MATERIAL SUPPLIED:

'''

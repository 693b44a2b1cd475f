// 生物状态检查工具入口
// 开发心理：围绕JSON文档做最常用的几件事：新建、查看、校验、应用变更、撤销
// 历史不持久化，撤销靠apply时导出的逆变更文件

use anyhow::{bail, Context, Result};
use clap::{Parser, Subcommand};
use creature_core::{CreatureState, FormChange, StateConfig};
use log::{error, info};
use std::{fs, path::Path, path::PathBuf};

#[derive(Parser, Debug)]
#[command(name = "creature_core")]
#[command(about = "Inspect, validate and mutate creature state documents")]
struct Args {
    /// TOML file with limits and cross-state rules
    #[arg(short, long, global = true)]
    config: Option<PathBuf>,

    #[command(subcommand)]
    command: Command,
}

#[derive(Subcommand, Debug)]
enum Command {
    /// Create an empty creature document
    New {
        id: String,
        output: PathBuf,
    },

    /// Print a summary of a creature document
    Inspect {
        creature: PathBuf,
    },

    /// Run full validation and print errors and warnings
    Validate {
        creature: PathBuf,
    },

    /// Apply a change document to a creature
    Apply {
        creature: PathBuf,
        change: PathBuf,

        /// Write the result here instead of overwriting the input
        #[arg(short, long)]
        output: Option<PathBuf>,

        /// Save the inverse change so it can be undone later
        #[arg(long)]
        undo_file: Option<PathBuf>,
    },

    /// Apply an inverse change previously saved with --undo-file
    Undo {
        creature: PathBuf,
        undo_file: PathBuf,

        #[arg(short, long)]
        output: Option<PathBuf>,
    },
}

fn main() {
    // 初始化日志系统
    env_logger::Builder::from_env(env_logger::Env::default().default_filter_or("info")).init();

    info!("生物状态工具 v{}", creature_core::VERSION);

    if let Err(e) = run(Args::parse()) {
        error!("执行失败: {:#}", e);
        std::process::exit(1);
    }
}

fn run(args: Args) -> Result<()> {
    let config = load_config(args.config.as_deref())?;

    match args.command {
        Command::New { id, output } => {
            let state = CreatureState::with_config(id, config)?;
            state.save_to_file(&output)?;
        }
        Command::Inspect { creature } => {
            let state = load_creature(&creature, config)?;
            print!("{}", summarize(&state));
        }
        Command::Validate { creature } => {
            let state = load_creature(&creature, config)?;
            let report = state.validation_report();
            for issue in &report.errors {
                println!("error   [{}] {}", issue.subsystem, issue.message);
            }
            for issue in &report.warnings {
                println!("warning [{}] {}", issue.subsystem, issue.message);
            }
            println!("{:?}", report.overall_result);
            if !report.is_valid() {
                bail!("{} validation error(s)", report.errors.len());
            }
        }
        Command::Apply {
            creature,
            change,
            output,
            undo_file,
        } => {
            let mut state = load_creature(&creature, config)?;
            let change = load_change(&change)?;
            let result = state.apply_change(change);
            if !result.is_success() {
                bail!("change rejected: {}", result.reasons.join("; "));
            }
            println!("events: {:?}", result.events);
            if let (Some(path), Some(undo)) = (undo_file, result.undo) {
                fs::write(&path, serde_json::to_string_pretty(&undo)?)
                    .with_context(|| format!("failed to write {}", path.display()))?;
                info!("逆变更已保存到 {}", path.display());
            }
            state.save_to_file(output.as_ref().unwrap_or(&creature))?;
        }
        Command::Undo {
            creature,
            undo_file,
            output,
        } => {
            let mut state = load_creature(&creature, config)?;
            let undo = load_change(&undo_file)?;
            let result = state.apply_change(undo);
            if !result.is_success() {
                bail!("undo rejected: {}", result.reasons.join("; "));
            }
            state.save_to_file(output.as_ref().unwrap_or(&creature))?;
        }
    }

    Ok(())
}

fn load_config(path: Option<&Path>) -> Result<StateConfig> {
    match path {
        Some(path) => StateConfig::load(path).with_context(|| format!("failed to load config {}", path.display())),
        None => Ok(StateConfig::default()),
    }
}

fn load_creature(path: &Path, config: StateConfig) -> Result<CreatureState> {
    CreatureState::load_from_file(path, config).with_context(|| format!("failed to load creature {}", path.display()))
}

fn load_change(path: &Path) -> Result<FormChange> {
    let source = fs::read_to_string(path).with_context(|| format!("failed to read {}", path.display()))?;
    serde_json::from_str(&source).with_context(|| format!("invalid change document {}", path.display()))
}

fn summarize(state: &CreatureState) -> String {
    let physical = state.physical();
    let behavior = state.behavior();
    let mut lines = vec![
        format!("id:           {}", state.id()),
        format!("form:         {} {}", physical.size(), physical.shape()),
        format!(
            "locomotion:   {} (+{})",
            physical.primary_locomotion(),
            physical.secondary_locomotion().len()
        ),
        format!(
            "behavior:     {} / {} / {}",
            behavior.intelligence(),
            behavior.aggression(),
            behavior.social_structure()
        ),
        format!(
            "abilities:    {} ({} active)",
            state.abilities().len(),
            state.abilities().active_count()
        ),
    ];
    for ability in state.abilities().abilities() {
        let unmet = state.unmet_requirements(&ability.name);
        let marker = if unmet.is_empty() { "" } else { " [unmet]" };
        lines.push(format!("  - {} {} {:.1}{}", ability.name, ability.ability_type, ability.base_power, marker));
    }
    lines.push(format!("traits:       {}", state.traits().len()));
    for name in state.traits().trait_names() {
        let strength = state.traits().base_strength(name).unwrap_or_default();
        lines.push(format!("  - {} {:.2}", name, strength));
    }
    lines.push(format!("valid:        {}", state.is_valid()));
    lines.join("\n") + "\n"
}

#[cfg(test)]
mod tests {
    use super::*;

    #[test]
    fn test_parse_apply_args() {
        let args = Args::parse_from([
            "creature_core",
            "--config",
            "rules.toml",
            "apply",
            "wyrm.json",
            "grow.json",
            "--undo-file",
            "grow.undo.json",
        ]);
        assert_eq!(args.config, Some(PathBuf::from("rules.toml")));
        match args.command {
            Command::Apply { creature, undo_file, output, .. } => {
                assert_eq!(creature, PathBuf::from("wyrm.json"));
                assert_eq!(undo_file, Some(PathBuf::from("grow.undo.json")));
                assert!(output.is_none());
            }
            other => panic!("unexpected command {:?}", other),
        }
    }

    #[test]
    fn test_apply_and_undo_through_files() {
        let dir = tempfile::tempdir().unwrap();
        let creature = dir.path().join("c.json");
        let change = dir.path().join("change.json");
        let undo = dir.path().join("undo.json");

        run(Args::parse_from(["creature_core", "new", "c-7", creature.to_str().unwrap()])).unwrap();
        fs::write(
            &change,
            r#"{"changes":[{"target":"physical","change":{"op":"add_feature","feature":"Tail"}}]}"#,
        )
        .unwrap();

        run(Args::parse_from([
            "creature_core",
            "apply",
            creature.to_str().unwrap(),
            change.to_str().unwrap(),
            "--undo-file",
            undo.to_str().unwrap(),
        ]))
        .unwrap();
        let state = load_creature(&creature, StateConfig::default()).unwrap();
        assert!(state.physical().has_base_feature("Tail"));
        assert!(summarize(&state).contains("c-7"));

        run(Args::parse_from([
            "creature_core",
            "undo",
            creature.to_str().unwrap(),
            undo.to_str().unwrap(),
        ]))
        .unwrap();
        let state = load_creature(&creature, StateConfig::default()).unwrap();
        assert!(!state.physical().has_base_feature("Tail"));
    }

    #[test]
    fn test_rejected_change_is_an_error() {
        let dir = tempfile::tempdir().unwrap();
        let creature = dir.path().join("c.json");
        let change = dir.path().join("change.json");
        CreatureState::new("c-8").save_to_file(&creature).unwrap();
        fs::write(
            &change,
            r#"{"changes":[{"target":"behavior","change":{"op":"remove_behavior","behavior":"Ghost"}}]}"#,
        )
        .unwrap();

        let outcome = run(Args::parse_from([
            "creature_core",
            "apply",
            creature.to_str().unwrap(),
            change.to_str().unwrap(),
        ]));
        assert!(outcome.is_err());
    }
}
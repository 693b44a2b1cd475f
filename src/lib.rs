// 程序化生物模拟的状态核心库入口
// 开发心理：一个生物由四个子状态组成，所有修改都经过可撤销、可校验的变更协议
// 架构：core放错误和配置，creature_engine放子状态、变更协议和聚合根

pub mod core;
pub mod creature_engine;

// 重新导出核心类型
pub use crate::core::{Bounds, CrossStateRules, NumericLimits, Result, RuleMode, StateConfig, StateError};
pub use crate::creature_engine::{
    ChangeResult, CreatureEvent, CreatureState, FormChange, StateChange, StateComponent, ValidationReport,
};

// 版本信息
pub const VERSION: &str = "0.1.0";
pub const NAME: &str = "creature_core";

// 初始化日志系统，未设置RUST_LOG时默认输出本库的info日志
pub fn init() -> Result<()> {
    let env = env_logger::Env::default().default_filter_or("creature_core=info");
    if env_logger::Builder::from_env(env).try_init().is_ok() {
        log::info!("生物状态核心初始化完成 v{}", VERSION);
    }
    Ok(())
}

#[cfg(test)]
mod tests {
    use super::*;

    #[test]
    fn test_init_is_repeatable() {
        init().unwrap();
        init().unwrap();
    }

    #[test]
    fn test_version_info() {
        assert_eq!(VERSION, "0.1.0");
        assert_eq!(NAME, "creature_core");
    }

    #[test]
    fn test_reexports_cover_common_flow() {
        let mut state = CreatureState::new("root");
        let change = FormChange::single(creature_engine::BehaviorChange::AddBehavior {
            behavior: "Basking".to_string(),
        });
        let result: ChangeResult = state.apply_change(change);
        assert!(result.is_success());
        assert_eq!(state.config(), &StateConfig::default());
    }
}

'''

THE PROBLEM: The answer is the lines above between the line holding "let physical = state.physical();" and the line holding "ability.ability_type, ability.base_power, marker));", inclusive, each written out exactly, and no others.

WRITTEN REPLY:
    let physical = state.physical();
    let behavior = state.behavior();
    let mut lines = vec![
        format!("id:           {}", state.id()),
        format!("form:         {} {}", physical.size(), physical.shape()),
        format!(
            "locomotion:   {} (+{})",
            physical.primary_locomotion(),
            physical.secondary_locomotion().len()
        ),
        format!(
            "behavior:     {} / {} / {}",
            behavior.intelligence(),
            behavior.aggression(),
            behavior.social_structure()
        ),
        format!(
            "abilities:    {} ({} active)",
            state.abilities().len(),
            state.abilities().active_count()
        ),
    ];
    for ability in state.abilities().abilities() {
        let unmet = state.unmet_requirements(&ability.name);
        let marker = if unmet.is_empty() { "" } else { " [unmet]" };
        lines.push(format!("  - {} {} {:.1}{}", ability.name, ability.ability_type, ability.base_power, marker));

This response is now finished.